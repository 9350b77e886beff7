//! Cross-account transfer: origin tracking, planning and orchestration

pub mod error;
pub mod orchestrator;
pub mod origin;
pub mod plan;

pub use error::{TransferError, TransferResult};
pub use orchestrator::{
    collect_static_files, TransferOrchestrator, TransferOutcome, TransferPhase, TransferSummary,
};
pub use origin::{is_loopback, AccountIdentity, Origin, OriginRegistry};
pub use plan::TransferPlan;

********

### Work required
Copy the material above, keeping every line exactly as it stands.

### Worked solution
repository 9350b77e886beff7
//! Cross-account transfer: origin tracking, planning and orchestration

pub mod error;
pub mod orchestrator;
pub mod origin;
pub mod plan;

pub use error::{TransferError, TransferResult};
pub use orchestrator::{
    collect_static_files, TransferOrchestrator, TransferOutcome, TransferPhase, TransferSummary,
};
pub use origin::{is_loopback, AccountIdentity, Origin, OriginRegistry};
pub use plan::TransferPlan;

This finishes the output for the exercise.